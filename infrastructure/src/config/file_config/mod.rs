//! Raw TOML configuration data types
//!
//! These structs represent the exact structure of the TOML config file.
//! They are deserialized directly and converted to application types.

mod logging;

pub use logging::FileLoggingConfig;

use interlog_application::LoggerConfig;
use serde::{Deserialize, Serialize};

/// Complete file configuration (raw TOML structure)
#[derive(Debug, Clone, Default, Serialize, Deserialize)]
#[serde(default)]
pub struct FileConfig {
    /// Interaction log settings
    pub logging: FileLoggingConfig,
}

impl FileConfig {
    pub fn logger_config(&self) -> LoggerConfig {
        self.logging.clone().into_logger_config()
    }
}

#[cfg(test)]
mod tests {
    use super::*;
    use std::path::PathBuf;

    #[test]
    fn test_deserialize_empty_config() {
        let config: FileConfig = toml::from_str("").unwrap();
        assert!(config.logging.dir.is_none());
        assert!(config.logging.enabled);
    }

    #[test]
    fn test_logger_config_uses_file_values() {
        let toml_str = r#"
[logging]
dir = "/srv/interlog"
"#;
        let config: FileConfig = toml::from_str(toml_str).unwrap();
        let logger = config.logger_config();
        assert_eq!(logger.log_dir, PathBuf::from("/srv/interlog"));
        assert!(logger.enabled);
    }
}
//! Filesystem store for interaction logs.
//!
//! Directory creation is recursive and idempotent; writes create or truncate
//! the target file. There is no exclusive-create and no locking, so two
//! interactions that share a file name simply overwrite one another.

use async_trait::async_trait;
use interlog_application::{InteractionStore, StoreError};
use std::path::Path;
use tokio::fs;
use tracing::debug;

/// Interaction store that writes plain UTF-8 files with `tokio::fs`.
#[derive(Debug, Clone, Copy, Default)]
pub struct FsInteractionStore;

impl FsInteractionStore {
    pub fn new() -> Self {
        Self
    }
}

#[async_trait]
impl InteractionStore for FsInteractionStore {
    async fn ensure_dir(&self, dir: &Path) -> Result<(), StoreError> {
        fs::create_dir_all(dir)
            .await
            .map_err(|source| StoreError::CreateDir {
                path: dir.to_path_buf(),
                source,
            })
    }

    async fn write(&self, path: &Path, content: &str) -> Result<(), StoreError> {
        fs::write(path, content.as_bytes())
            .await
            .map_err(|source| StoreError::Write {
                path: path.to_path_buf(),
                source,
            })?;
        debug!("Wrote {} bytes to {}", content.len(), path.display());
        Ok(())
    }
}
//! Monotonic microsecond clock for interaction file names.

use interlog_application::InteractionClock;
use interlog_domain::InteractionFileName;
use std::time::Instant;

/// Clock anchored to wall time once, then advanced by [`Instant`].
///
/// Readings never go backwards within a process, even if the system clock is
/// adjusted. Anchoring to wall time keeps stamps from separate runs writing to
/// the same directory from restarting at zero.
#[derive(Debug, Clone, Copy)]
pub struct MonotonicClock {
    anchor_micros: u64,
    anchor: Instant,
}

impl MonotonicClock {
    pub fn new() -> Self {
        let wall = chrono::Utc::now().timestamp_micros();
        Self::anchored_at(u64::try_from(wall).unwrap_or(0))
    }

    /// Create a clock whose first reading starts at `anchor_micros`.
    pub fn anchored_at(anchor_micros: u64) -> Self {
        Self {
            anchor_micros,
            anchor: Instant::now(),
        }
    }
}

impl Default for MonotonicClock {
    fn default() -> Self {
        Self::new()
    }
}

impl InteractionClock for MonotonicClock {
    fn now_micros(&self) -> u64 {
        let elapsed = self.anchor.elapsed();
        let elapsed = InteractionFileName::from_parts(elapsed.as_secs(), elapsed.subsec_nanos());
        self.anchor_micros.saturating_add(elapsed.micros())
    }
}

#[cfg(test)]
mod tests {
    use super::*;
    use std::time::Duration;

    #[test]
    fn test_readings_are_non_decreasing() {
        let clock = MonotonicClock::new();
        let mut previous = clock.now_micros();
        for _ in 0..1_000 {
            let current = clock.now_micros();
            assert!(current >= previous);
            previous = current;
        }
    }

    #[test]
    fn test_starts_at_anchor() {
        let clock = MonotonicClock::anchored_at(5_000_000);
        let reading = clock.now_micros();
        assert!(reading >= 5_000_000);
        assert!(reading < 5_000_000 + 60_000_000);
    }

    #[test]
    fn test_advances_with_time() {
        let clock = MonotonicClock::anchored_at(0);
        let before = clock.now_micros();
        std::thread::sleep(Duration::from_millis(2));
        assert!(clock.now_micros() >= before + 2_000);
    }

    #[test]
    fn test_wall_anchor_is_recent() {
        // 2020-01-01T00:00:00Z in microseconds
        let clock = MonotonicClock::new();
        assert!(clock.now_micros() > 1_577_836_800_000_000);
    }
}
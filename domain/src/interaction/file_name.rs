//! Log file naming.
//!
//! Each interaction gets `llm_interaction_<micros>.log`. Uniqueness is only as
//! good as the clock resolution: two interactions stamped with the same
//! microsecond share a name, and the later write replaces the earlier one.

use crate::core::error::DomainError;
use std::fmt;
use std::str::FromStr;

/// Prefix shared by every interaction log file.
pub const FILE_NAME_PREFIX: &str = "llm_interaction_";

/// Extension (without the dot) of every interaction log file.
pub const FILE_NAME_EXTENSION: &str = "log";

/// File name of one interaction log, identified by its microsecond stamp.
#[derive(Debug, Clone, Copy, PartialEq, Eq, PartialOrd, Ord, Hash)]
pub struct InteractionFileName(u64);

impl InteractionFileName {
    pub fn from_micros(micros: u64) -> Self {
        Self(micros)
    }

    /// Build a stamp from whole seconds and the nanosecond remainder.
    ///
    /// Sub-microsecond precision is floored away.
    pub fn from_parts(secs: u64, subsec_nanos: u32) -> Self {
        Self(
            secs.saturating_mul(1_000_000)
                .saturating_add(u64::from(subsec_nanos / 1_000)),
        )
    }

    pub fn micros(&self) -> u64 {
        self.0
    }
}

impl fmt::Display for InteractionFileName {
    fn fmt(&self, f: &mut fmt::Formatter<'_>) -> fmt::Result {
        write!(f, "{}{}.{}", FILE_NAME_PREFIX, self.0, FILE_NAME_EXTENSION)
    }
}

impl FromStr for InteractionFileName {
    type Err = DomainError;

    fn from_str(s: &str) -> Result<Self, Self::Err> {
        let digits = s
            .strip_prefix(FILE_NAME_PREFIX)
            .and_then(|rest| rest.strip_suffix(FILE_NAME_EXTENSION))
            .and_then(|rest| rest.strip_suffix('.'))
            .filter(|digits| !digits.is_empty() && digits.bytes().all(|b| b.is_ascii_digit()))
            .ok_or_else(|| DomainError::InvalidFileName(s.to_string()))?;

        digits
            .parse()
            .map(Self)
            .map_err(|_| DomainError::InvalidFileName(s.to_string()))
    }
}
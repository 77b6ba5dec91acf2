//! Log interaction use case
//!
//! Records one LLM request/response pair to its own file under the configured
//! log directory. This is diagnostic output only: the operation is
//! best-effort and never reports failure to the caller.
//!
//! # Overview
//!
//! 1. **Ensure directory** - create the log directory and its parents
//! 2. **Name** - `llm_interaction_<micros>.log` from the injected clock
//! 3. **Render** - fixed request/response markers around the raw text
//! 4. **Write** - create or overwrite the file
//!
//! Failures in steps 1 and 4 go to the [`FailureReporter`] and are dropped.
//! Nothing is retried.
//!
//! # Usage
//!
//! ```ignore
//! use interlog_application::{LogInteractionUseCase, LoggerConfig};
//!
//! let logger = LogInteractionUseCase::new(store, clock, LoggerConfig::default());
//!
//! // Await only for sequencing
//! logger.execute(&request, &response).await;
//!
//! // Or don't wait at all
//! let _ = logger.spawn(request, response);
//! ```

use crate::config::LoggerConfig;
use crate::ports::clock::InteractionClock;
use crate::ports::failure_reporter::{FailureReporter, LogFailure, TracingFailureReporter};
use crate::ports::interaction_store::InteractionStore;
use interlog_domain::{Interaction, InteractionFileName};
use std::path::{Path, PathBuf};
use std::sync::Arc;
use tokio::runtime::Handle;
use tokio::task::JoinHandle;
use tracing::{debug, trace, warn};

/// Best-effort writer of per-interaction log files.
pub struct LogInteractionUseCase<S: InteractionStore + 'static, C: InteractionClock + 'static> {
    store: Arc<S>,
    clock: Arc<C>,
    reporter: Arc<dyn FailureReporter>,
    config: LoggerConfig,
}

impl<S, C> Clone for LogInteractionUseCase<S, C>
where
    S: InteractionStore + 'static,
    C: InteractionClock + 'static,
{
    fn clone(&self) -> Self {
        Self {
            store: self.store.clone(),
            clock: self.clock.clone(),
            reporter: self.reporter.clone(),
            config: self.config.clone(),
        }
    }
}

impl<S: InteractionStore + 'static, C: InteractionClock + 'static> LogInteractionUseCase<S, C> {
    /// Create a logger that reports failures through `tracing`.
    pub fn new(store: Arc<S>, clock: Arc<C>, config: LoggerConfig) -> Self {
        Self {
            store,
            clock,
            reporter: Arc::new(TracingFailureReporter),
            config,
        }
    }

    /// Replace the failure reporter
    pub fn with_reporter(mut self, reporter: Arc<dyn FailureReporter>) -> Self {
        self.reporter = reporter;
        self
    }

    /// Directory this logger writes to.
    pub fn log_dir(&self) -> &Path {
        &self.config.log_dir
    }

    pub fn is_enabled(&self) -> bool {
        self.config.enabled
    }

    /// Record one interaction.
    ///
    /// Completes once the write has succeeded or its failure has been
    /// reported. The caller cannot observe which of the two happened.
    pub async fn execute(&self, request: &str, response: &str) {
        if !self.config.enabled {
            trace!("Interaction logging disabled, dropping interaction");
            return;
        }

        if let Err(failure) = self.write_interaction(request, response).await {
            self.reporter.report(&failure);
        }
    }

    /// Record one interaction on a background task.
    ///
    /// The handle is only useful for sequencing; it resolves to `()` whether
    /// or not the file was written. Dropping it detaches the task.
    ///
    /// Returns `None` and drops the interaction when called outside a tokio
    /// runtime.
    pub fn spawn(&self, request: String, response: String) -> Option<JoinHandle<()>> {
        let Ok(runtime) = Handle::try_current() else {
            warn!("No tokio runtime available, dropping LLM interaction log");
            return None;
        };

        let logger = self.clone();
        Some(runtime.spawn(async move { logger.execute(&request, &response).await }))
    }

    async fn write_interaction(&self, request: &str, response: &str) -> Result<PathBuf, LogFailure> {
        self.store.ensure_dir(&self.config.log_dir).await?;

        let file_name = InteractionFileName::from_micros(self.clock.now_micros());
        let path = self.config.log_dir.join(file_name.to_string());
        let content = Interaction::new(request, response).render();

        self.store.write(&path, &content).await?;

        debug!(
            "Logged LLM interaction to {} ({} bytes)",
            path.display(),
            content.len()
        );
        Ok(path)
    }
}
//! Port definitions (interfaces for external adapters)
//!
//! Ports define the contracts that infrastructure adapters must implement.

pub mod clock;
pub mod failure_reporter;
pub mod interaction_store;
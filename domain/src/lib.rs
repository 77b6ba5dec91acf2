//! Domain layer for interlog
//!
//! This crate contains the interaction record, its text layout and the log
//! file naming scheme. It has no dependencies on infrastructure concerns.
//!
//! # Core Concepts
//!
//! - **Interaction**: one request/response pair, rendered between fixed
//!   `--- LLM Request ---` / `--- LLM Response ---` markers
//! - **Interaction file name**: `llm_interaction_<micros>.log`, unique only
//!   down to clock resolution

pub mod core;
pub mod interaction;

// Re-export commonly used types
pub use core::error::DomainError;
pub use interaction::{Interaction, InteractionFileName};
use reqwest::Client;
use thiserror::Error;
use tracing::{debug, info};

/// Failures while checking an HTTP endpoint's status code.
#[derive(Debug, Error)]
pub enum HttpProbeError {
    #[error("GET {url} failed: {source}")]
    Request {
        url: String,
        #[source]
        source: reqwest::Error,
    },
    #[error("GET {url} answered {actual}, expected {expected}")]
    UnexpectedStatus {
        url: String,
        expected: u16,
        actual: u16,
    },
}

impl HttpProbeError {
    #[must_use]
    pub fn url(&self) -> &str {
        match self {
            Self::Request { url, .. } | Self::UnexpectedStatus { url, .. } => url,
        }
    }
}

/// Join scheme, host and path into the URL an app is probed at.
#[must_use]
pub fn app_url(scheme: &str, host: &str, path: &str) -> String {
    if path.starts_with('/') {
        format!("{scheme}://{host}{path}")
    } else {
        format!("{scheme}://{host}/{path}")
    }
}

/// Issue one GET against `url` and require `expected` as the status code.
pub async fn expect_status(client: &Client, url: &str, expected: u16) -> Result<(), HttpProbeError> {
    debug!(%url, expected, "probing HTTP endpoint");
    let response = client
        .get(url)
        .send()
        .await
        .map_err(|source| HttpProbeError::Request {
            url: url.to_owned(),
            source,
        })?;

    let actual = response.status().as_u16();
    if actual != expected {
        return Err(HttpProbeError::UnexpectedStatus {
            url: url.to_owned(),
            expected,
            actual,
        });
    }

    info!(%url, status = actual, "HTTP endpoint answered as expected");
    Ok(())
}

| Task prompt |
Provide solely the number of lines in the data that include the word "same".

| Response |
2